Read this article to find out about the principles of continence assessment for those with bladder or bowel dysfunction & the skills an assessor needs
© Association for Continence Advice. CC BY-NC 4.0

Continence assessment is an essential intervention presenting a detailed history, objective identification of incontinence symptoms and ascertaining what previous treatment programmes were successful or unsuccessful[1].

In order to provide the best treatment for anyone with symptoms of bladder or bowel dysfunction it is essential to carry out a comprehensive and holistic assessment of the individual.

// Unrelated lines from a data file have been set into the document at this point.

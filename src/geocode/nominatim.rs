//! Nominatim search client.

use anyhow::{Context, Result};
use reqwest::Client;
use serde::Deserialize;
use tracing::{debug, info, warn};
use url::Url;

use super::filter::{select_candidate, CandidateFilter, RegionFilter};
use crate::config::GeocoderConfig;
use crate::error::LookupError;
use crate::http::{build_client, get_json, with_query};
use crate::models::GeoPoint;

/// One entry of a Nominatim `format=json` search response
#[derive(Debug, Clone, Deserialize)]
pub struct GeocodeCandidate {
    pub display_name: String,
    pub class: String,
    pub lat: String,
    pub lon: String,
}

/// The candidate chosen for an address
#[derive(Debug, Clone)]
pub struct Located {
    pub display_name: String,
    pub point: GeoPoint,
}

/// Turns free-text addresses into coordinates
pub struct Geocoder {
    client: Client,
    endpoint: Url,
    region: String,
    filter: Box<dyn CandidateFilter>,
}

impl Geocoder {
    pub fn new(config: &GeocoderConfig) -> Result<Self> {
        let endpoint = Url::parse(&config.endpoint).context("Invalid geocoder endpoint")?;
        let client = build_client(Some(&config.user_agent), config.timeout_secs)
            .context("Failed to create geocoder HTTP client")?;

        Ok(Self {
            client,
            endpoint,
            region: config.expected_region.clone(),
            filter: Box::new(RegionFilter::new(
                config.expected_region.clone(),
                config.required_class.clone(),
            )),
        })
    }

    /// Replace the default region/class filter
    pub fn with_filter(mut self, filter: impl CandidateFilter + 'static) -> Self {
        self.filter = Box::new(filter);
        self
    }

    /// Geocode an address, keeping the first candidate the filter accepts
    pub async fn geocode(&self, address: &str) -> Result<Located, LookupError> {
        info!("addr: {}", address);

        let url = with_query(&self.endpoint, &[("q", address), ("format", "json")]);
        let raw: Vec<serde_json::Value> = match get_json(&self.client, url).await {
            Ok(c) => c,
            Err(e) => {
                warn!("Geocoding request for '{}' failed: {}", address, e);
                return Err(e);
            }
        };

        if raw.is_empty() {
            warn!("No results found for '{}'", address);
            return Err(LookupError::NoResults);
        }

        let total = raw.len();
        let candidates = decode_candidates(raw);
        debug!(
            "{} candidates for '{}' ({} incomplete)",
            candidates.len(),
            address,
            total - candidates.len()
        );

        let selected = match select_candidate(&candidates, self.filter.as_ref()) {
            Some(c) => c,
            None => {
                warn!("No matching result found in '{}' for '{}'", self.region, address);
                return Err(LookupError::NoMatch {
                    region: self.region.clone(),
                });
            }
        };

        let point = GeoPoint::parse(&selected.lat, &selected.lon).map_err(|_| {
            LookupError::Coordinate {
                value: format!("{},{}", selected.lat, selected.lon),
            }
        })?;

        info!("Selected Location: {}", selected.display_name);
        info!("Lat: {}, Lon: {}", selected.lat, selected.lon);

        Ok(Located {
            display_name: selected.display_name.clone(),
            point,
        })
    }
}

/// Decode each search result on its own, dropping entries with missing fields
fn decode_candidates(raw: Vec<serde_json::Value>) -> Vec<GeocodeCandidate> {
    raw.into_iter()
        .filter_map(|value| match serde_json::from_value::<GeocodeCandidate>(value) {
            Ok(candidate) => Some(candidate),
            Err(e) => {
                debug!("Ignoring incomplete geocoding result: {}", e);
                None
            }
        })
        .collect()
}
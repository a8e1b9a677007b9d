//! Candidate selection for geocoder results.

use super::GeocodeCandidate;

/// Decides whether a geocoder candidate is acceptable
pub trait CandidateFilter: Send + Sync {
    fn accepts(&self, candidate: &GeocodeCandidate) -> bool;
}

impl<F> CandidateFilter for F
where
    F: Fn(&GeocodeCandidate) -> bool + Send + Sync,
{
    fn accepts(&self, candidate: &GeocodeCandidate) -> bool {
        self(candidate)
    }
}

/// Accepts candidates whose display name mentions a region and whose
/// classification matches.
///
/// Plain substring match on the display name: a street named after the
/// region elsewhere will also pass.
#[derive(Debug, Clone)]
pub struct RegionFilter {
    pub region: String,
    pub class: String,
}

impl RegionFilter {
    pub fn new(region: impl Into<String>, class: impl Into<String>) -> Self {
        Self {
            region: region.into(),
            class: class.into(),
        }
    }
}

impl CandidateFilter for RegionFilter {
    fn accepts(&self, candidate: &GeocodeCandidate) -> bool {
        candidate.display_name.contains(&self.region) && candidate.class == self.class
    }
}

/// First candidate, in service order, accepted by `filter`
pub fn select_candidate<'a>(
    candidates: &'a [GeocodeCandidate],
    filter: &dyn CandidateFilter,
) -> Option<&'a GeocodeCandidate> {
    candidates.iter().find(|c| filter.accepts(c))
}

Never accept incontinence as ‘just one of those things’, you must investigate, find the cause and establish a treatment plan that will cure or improve symptoms where possible, or at the very least help the individual to find ways to cope and improve their quality of life.

Remember that incontinence of bladder and/or bowel is a symptom that may be caused by numerous factors:

  • Reversible conditions, such as urinary tract infection or faecal impaction
  • The effect of other medical conditions
  • Medication
  • The environment
  • Bladder and/or bowel pathology

Bladder and bowel dysfunction should never be looked at in isolation and must always be seen as a part of a whole person. They are important aspects of our human functioning and central to our individual identity.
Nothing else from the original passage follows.